From a storytelling point of view, if I could add one more piece of advice. Which is to worry about the publishing side of things after writing/producing the book you want to create in your heart. You should not be persuaded by publishing issues while in the process of writing - its something to think about afterwards.
My picture book is looking to be 40 pages and around 6000 words with sequential elements and the genre is for a wide age group. So it’s going to be very tough and challenging to publish, but that shouldn’t hinder me in letting my book go where it needs to go. I know if no publisher is interested in it, there are plenty more methods to get your work out there -like self publishing (like those links Brian pointed out).

Thanks for reading guys

James Gurney said...

Thanks, David and Brian for those links. There really are a lot of good resources out there in books, websites, and conferences.
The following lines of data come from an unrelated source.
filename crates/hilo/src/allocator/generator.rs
use std::sync::Arc;

#[cfg(feature = "tracing")]
use tracing::instrument;

use crate::{
    allocator::{Mutex, MutexGuard},
    chunk::{ChunkAllocator, Reservation, is_valid_chunk_size},
    error::{Error, Result},
    store::{StoreAdapter, StoreError},
};

/// The held id range. Ids start at 1, so `(0, 0)` means no range is held.
#[derive(Clone, Copy, Debug, Default)]
struct Range {
    /// Most recently issued id.
    last: u64,
    /// Inclusive upper bound of the held range.
    max: u64,
}

/// A Hi-Lo id generator for one key.
///
/// Ids are handed out from a block reserved in the backing store. While the
/// block lasts, [`Self::next_id`] is a compare and increment under a short-held
/// mutex. When it runs out, exactly one caller reserves the next block while
/// the others wait on a single-flight permit and then continue from the new
/// block.
///
/// ## Guarantees
///
/// - Ids returned by one generator are unique and strictly increasing, across
///   all tasks and threads sharing it.
/// - Generators in different processes (or several generators over the same
///   store) never return the same id for a key, but their ids interleave in no
///   particular order.
/// - A failed reservation leaves the held range untouched.
///
/// ## Example
///
/// ```
/// use std::sync::Arc;
/// use hilo::{HiLoGenerator, store::MemoryStore};
///
/// # #[tokio::main(flavor = "current_thread")]
/// # async fn main() -> hilo::Result<()> {
/// let generator = HiLoGenerator::new("invoices", 100, Arc::new(MemoryStore::new()))?;
///
/// let first = generator.next_id().await?;
/// let second = generator.next_id().await?;
/// assert_eq!((first, second), (1, 2));
/// assert_eq!(generator.remaining()?, 98);
/// # Ok(())
/// # }
/// ```
pub struct HiLoGenerator<S> {
    key: String,
    chunk_size: u64,
    range: Mutex<Range>,
    permit: tokio::sync::Mutex<()>,
    chunks: ChunkAllocator<S>,
}

impl<S: StoreAdapter> HiLoGenerator<S> {
    /// Creates a generator for `key` holding no range.
    ///
    /// Nothing is read from the store until the first call to
    /// [`Self::next_id`].
    ///
    /// # Errors
    ///
    /// Returns [`Error::InvalidKey`] for an empty key and
    /// [`Error::InvalidChunkSize`] for a chunk size of zero or one larger than
    /// `i64::MAX`.
    pub fn new(key: impl Into<String>, chunk_size: u64, store: Arc<S>) -> Result<Self> {
        let key = key.into();
        if key.is_empty() {
            return Err(Error::InvalidKey);
        }
        if !is_valid_chunk_size(chunk_size) {
            return Err(Error::InvalidChunkSize);
        }
        Ok(Self {
            key,
            chunk_size,
            range: Mutex::new(Range::default()),
            permit: tokio::sync::Mutex::new(()),
            chunks: ChunkAllocator::new(store),
        })
    }

    pub fn key(&self) -> &str {
        &self.key
    }

    pub const fn chunk_size(&self) -> u64 {
        self.chunk_size
    }

    pub const fn store(&self) -> &Arc<S> {
        self.chunks.store()
    }

    fn range(&self) -> Result<MutexGuard<'_, Range>> {
        #[cfg(feature = "parking-lot")]
        {
            Ok(self.range.lock())
        }
        #[cfg(not(feature = "parking-lot"))]
        {
            Ok(self.range.lock()?)
        }
    }

    /// Number of ids left in the held range.
    ///
    /// # Errors
    ///
    /// Returns [`Error::LockPoisoned`] if the range lock is poisoned.
    pub fn remaining(&self) -> Result<u64> {
        let range = self.range()?;
        Ok(range.max - range.last)
    }

    /// Issues an id from the held range without touching the store.
    ///
    /// Returns `Ok(None)` when the range is exhausted (or none was ever
    /// reserved).
    ///
    /// # Errors
    ///
    /// Returns [`Error::LockPoisoned`] if the range lock is poisoned.
    pub fn try_next_id_local(&self) -> Result<Option<u64>> {
        let mut range = self.range()?;
        if range.last < range.max {
            range.last += 1;
            Ok(Some(range.last))
        } else {
            Ok(None)
        }
    }

    /// Returns the next id for this key.
    ///
    /// Completes without suspending while the held range lasts. Otherwise
    /// waits for the key's reservation permit, re-checks the range (another
    /// caller may have refilled it meanwhile) and, if still exhausted,
    /// reserves the next chunk from the store.
    ///
    /// Dropping the returned future releases the permit. A reservation that
    /// completed in the store but was not installed only leaves a gap.
    ///
    /// # Errors
    ///
    /// - [`Error::Contention`] if every reservation attempt lost a race.
    /// - [`Error::Store`] if the store failed, including timeouts.
    /// - [`Error::Marshal`] or [`Error::Overflow`] if the counter record is
    ///   unusable.
    /// - [`Error::Store`] with [`StoreError::Malformed`] if the counter record
    ///   now holds less than this generator already reserved, which happens
    ///   when the record was deleted. The held range is kept.
    #[cfg_attr(feature = "tracing", instrument(level = "trace", skip(self), fields(key = %self.key)))]
    pub async fn next_id(&self) -> Result<u64> {
        if let Some(id) = self.try_next_id_local()? {
            return Ok(id);
        }
        self.refill_and_next().await
    }

    /// Returns `count` ids, each obtained as by [`Self::next_id`].
    ///
    /// The ids are strictly increasing but only contiguous if no other caller
    /// shares the generator and no chunk boundary is crossed.
    ///
    /// # Errors
    ///
    /// Fails with the first error [`Self::next_id`] reports. Ids issued before
    /// the failure are not returned and will not be issued again.
    pub async fn next_ids(&self, count: usize) -> Result<Vec<u64>> {
        let mut ids = Vec::with_capacity(count);
        for _ in 0..count {
            ids.push(self.next_id().await?);
        }
        Ok(ids)
    }

    async fn refill_and_next(&self) -> Result<u64> {
        let _permit = self.permit.lock().await;

        if let Some(id) = self.try_next_id_local()? {
            return Ok(id);
        }

        #[cfg(feature = "tracing")]
        tracing::debug!("Range for '{}' exhausted, reserving {}", self.key, self.chunk_size);

        let Reservation { old_max, new_max } =
            self.chunks.reserve(&self.key, self.chunk_size).await?;

        let mut range = self.range()?;
        // A counter below the held range was deleted or rewritten behind our
        // back; installing it would reissue ids.
        if old_max < range.max {
            return Err(Error::Store(StoreError::Malformed(format!(
                "counter for '{}' moved backwards from {} to {old_max}",
                self.key, range.max
            ))));
        }
        range.last = old_max + 1;
        range.max = new_max;
        Ok(range.last)
    }
}
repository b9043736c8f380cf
#[cfg(not(feature = "parking-lot"))]
pub use std::sync::{Mutex, MutexGuard, PoisonError};

#[cfg(feature = "parking-lot")]
pub use parking_lot::{Mutex, MutexGuard};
Thaw, you're right in everything you say. An unconventional book that doesn't match existing categories can be a harder sell, and often fits better with a smaller publisher.

However, if you're presenting a visual book, I believe you have an advantage over people presenting text-only novels, because your book can be understood at a glance. If it's attractive, it will get noticed. One of my mentors was Ian Ballantine, who believed in the "fait accompli" approach, where you present a very comprehensive bound dummy with a finished-looking cover.

And as you point out, Thaw, getting a book published is one thing; selling and promoting it is another. The author can be a real ally of the publisher in publicity and marketing, especially in these strapped times when staff cuts have made it harder for publishers to give the care they would like to every title.

bzyglowi said...

I have a question about query letters and illustrators. Perusing the various market guides, a lot of places ask for query letters, but I've found very, very few resources telling what they are and how to do them right. The link you provided gives guidelines for when you want to pitch a specific idea, but what if you're just an illustrator looking for freelance work? How should you write a query letter then? This seems to be something more specific to book publishing, because I've asked on other sites and gotten no response. Do you have any insight on this?

James Gurney said...

Bzglow, There's no absolutely set form, but basically a query letter should be a single page, with a courteous introduction, a brief description of what you've got to show, return contact info, and an indication of whether you're submitting to multiple buyers or to a single buyer. Ideally it should be custom tailored to the buyer you're sending it to, and the purpose is to see if they're interested in seeing more. Most good writer's market books have sample forms that you can adapt to your particular needs. You should allow a month or so to hear back.

ted said...

These tips are invaluable. Thanks so much!